[Collected data entries]
*****

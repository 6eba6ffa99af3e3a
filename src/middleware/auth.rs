use crate::error::AppError;
use crate::models::{Admin, User, ROLE_ADMIN, ROLE_USER};
use crate::services::{AdminService, UserService};
use crate::utils::auth::verify_jwt;
use crate::AppState;
use actix_web::{
    dev::{forward_ready, Service, ServiceRequest, ServiceResponse, Transform},
    error::Error as ActixError,
    http::header,
    web, HttpMessage,
};
use futures::future::{ready, LocalBoxFuture, Ready};
use std::rc::Rc;

/// Authenticated admin, resolved by `AdminMiddleware` and exposed to
/// handlers through request extensions.
#[derive(Clone)]
pub struct AuthAdmin {
    pub admin: Admin,
}

impl std::ops::Deref for AuthAdmin {
    type Target = Admin;

    fn deref(&self) -> &Self::Target {
        &self.admin
    }
}

impl actix_web::FromRequest for AuthAdmin {
    type Error = AppError;
    type Future = Ready<Result<Self, Self::Error>>;

    fn from_request(req: &actix_web::HttpRequest, _: &mut actix_web::dev::Payload) -> Self::Future {
        let result = req
            .extensions()
            .get::<AuthAdmin>()
            .cloned()
            .ok_or_else(|| AppError::Unauthorized("Not authenticated".to_string()));

        ready(result)
    }
}

#[derive(Clone)]
pub struct AuthUser {
    pub user: User,
}

impl std::ops::Deref for AuthUser {
    type Target = User;

    fn deref(&self) -> &Self::Target {
        &self.user
    }
}

impl actix_web::FromRequest for AuthUser {
    type Error = AppError;
    type Future = Ready<Result<Self, Self::Error>>;

    fn from_request(req: &actix_web::HttpRequest, _: &mut actix_web::dev::Payload) -> Self::Future {
        let result = req
            .extensions()
            .get::<AuthUser>()
            .cloned()
            .ok_or_else(|| AppError::Unauthorized("Not authenticated".to_string()));

        ready(result)
    }
}

/// Bearer header first, `token` cookie as fallback.
fn extract_token(req: &ServiceRequest) -> Option<String> {
    let header_token = req
        .headers()
        .get(header::AUTHORIZATION)
        .and_then(|h| h.to_str().ok())
        .and_then(|s| s.strip_prefix("Bearer "))
        .map(|s| s.to_string());

    header_token.or_else(|| req.cookie("token").map(|c| c.value().to_string()))
}

// Admin middleware factory
pub struct AdminMiddleware;

impl<S, B> Transform<S, ServiceRequest> for AdminMiddleware
where
    S: Service<ServiceRequest, Response = ServiceResponse<B>, Error = ActixError> + 'static,
    S::Future: 'static,
    B: 'static,
{
    type Response = ServiceResponse<B>;
    type Error = ActixError;
    type InitError = ();
    type Transform = AdminMiddlewareService<S>;
    type Future = Ready<Result<Self::Transform, Self::InitError>>;

    fn new_transform(&self, service: S) -> Self::Future {
        ready(Ok(AdminMiddlewareService {
            service: Rc::new(service),
        }))
    }
}

pub struct AdminMiddlewareService<S> {
    service: Rc<S>,
}

impl<S, B> Service<ServiceRequest> for AdminMiddlewareService<S>
where
    S: Service<ServiceRequest, Response = ServiceResponse<B>, Error = ActixError> + 'static,
    S::Future: 'static,
    B: 'static,
{
    type Response = ServiceResponse<B>;
    type Error = ActixError;
    type Future = LocalBoxFuture<'static, Result<Self::Response, Self::Error>>;

    forward_ready!(service);

    fn call(&self, req: ServiceRequest) -> Self::Future {
        let service = self.service.clone();

        Box::pin(async move {
            let state = req
                .app_data::<web::Data<AppState>>()
                .ok_or_else(|| AppError::Internal("App state not found".to_string()))?;

            let token = extract_token(&req)
                .ok_or_else(|| AppError::Unauthorized("Missing authorization token".to_string()))?;

            let claims = verify_jwt(&token, &state.config.jwt_secret_key).map_err(|e| {
                tracing::debug!("JWT verification failed: {:?}", e);
                AppError::Unauthorized("Invalid or expired token".to_string())
            })?;

            if claims.role != ROLE_ADMIN {
                return Err(AppError::Forbidden("Admin access required".to_string()).into());
            }

            let admin = AdminService::new(&state.db)
                .get_by_id(&claims.sub)
                .await?
                .ok_or_else(|| AppError::Unauthorized("Admin not found".to_string()))?;

            if !admin.active {
                return Err(AppError::Unauthorized("Account is not active".to_string()).into());
            }

            req.extensions_mut().insert(AuthAdmin { admin });

            let res = service.call(req).await?;
            Ok(res)
        })
    }
}

// User middleware factory
pub struct AuthMiddleware;

impl<S, B> Transform<S, ServiceRequest> for AuthMiddleware
where
    S: Service<ServiceRequest, Response = ServiceResponse<B>, Error = ActixError> + 'static,
    S::Future: 'static,
    B: 'static,
{
    type Response = ServiceResponse<B>;
    type Error = ActixError;
    type InitError = ();
    type Transform = AuthMiddlewareService<S>;
    type Future = Ready<Result<Self::Transform, Self::InitError>>;

    fn new_transform(&self, service: S) -> Self::Future {
        ready(Ok(AuthMiddlewareService {
            service: Rc::new(service),
        }))
    }
}

pub struct AuthMiddlewareService<S> {
    service: Rc<S>,
}

impl<S, B> Service<ServiceRequest> for AuthMiddlewareService<S>
where
    S: Service<ServiceRequest, Response = ServiceResponse<B>, Error = ActixError> + 'static,
    S::Future: 'static,
    B: 'static,
{
    type Response = ServiceResponse<B>;
    type Error = ActixError;
    type Future = LocalBoxFuture<'static, Result<Self::Response, Self::Error>>;

    forward_ready!(service);

    fn call(&self, req: ServiceRequest) -> Self::Future {
        let service = self.service.clone();

        Box::pin(async move {
            let state = req
                .app_data::<web::Data<AppState>>()
                .ok_or_else(|| AppError::Internal("App state not found".to_string()))?;

            let token = extract_token(&req)
                .ok_or_else(|| AppError::Unauthorized("Missing authorization token".to_string()))?;

            let claims = verify_jwt(&token, &state.config.jwt_secret_key).map_err(|e| {
                tracing::debug!("JWT verification failed: {:?}", e);
                AppError::Unauthorized("Invalid or expired token".to_string())
            })?;

            if claims.role != ROLE_USER {
                return Err(AppError::Forbidden("User access required".to_string()).into());
            }

            let user = UserService::new(&state.db)
                .get_by_id(&claims.sub)
                .await?
                .ok_or_else(|| AppError::Unauthorized("User not found".to_string()))?;

            if !user.active {
                return Err(AppError::Unauthorized("Account is not active".to_string()).into());
            }

            req.extensions_mut().insert(AuthUser { user });

            let res = service.call(req).await?;
            Ok(res)
        })
    }
}
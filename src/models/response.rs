//! Success-side response envelope:
//! `{status: "success", message, data?, meta?}`.

use actix_web::HttpResponse;
use serde::Serialize;
use serde_json::json;

use crate::query::PaginationMeta;

pub fn ok(message: &str, data: impl Serialize) -> HttpResponse {
    HttpResponse::Ok().json(json!({
        "status": "success",
        "message": message,
        "data": data,
    }))
}

pub fn ok_with_meta(message: &str, data: impl Serialize, meta: PaginationMeta) -> HttpResponse {
    HttpResponse::Ok().json(json!({
        "status": "success",
        "message": message,
        "data": data,
        "meta": meta,
    }))
}

pub fn created(message: &str, data: impl Serialize) -> HttpResponse {
    HttpResponse::Created().json(json!({
        "status": "success",
        "message": message,
        "data": data,
    }))
}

*****

**WHAT THE EXERCISE ASKS**
Copy out the lines of the data where the word "access" can be found.

**TASK RESULT**
                return Err(AppError::Forbidden("Admin access required".to_string()).into());
                return Err(AppError::Forbidden("User access required".to_string()).into());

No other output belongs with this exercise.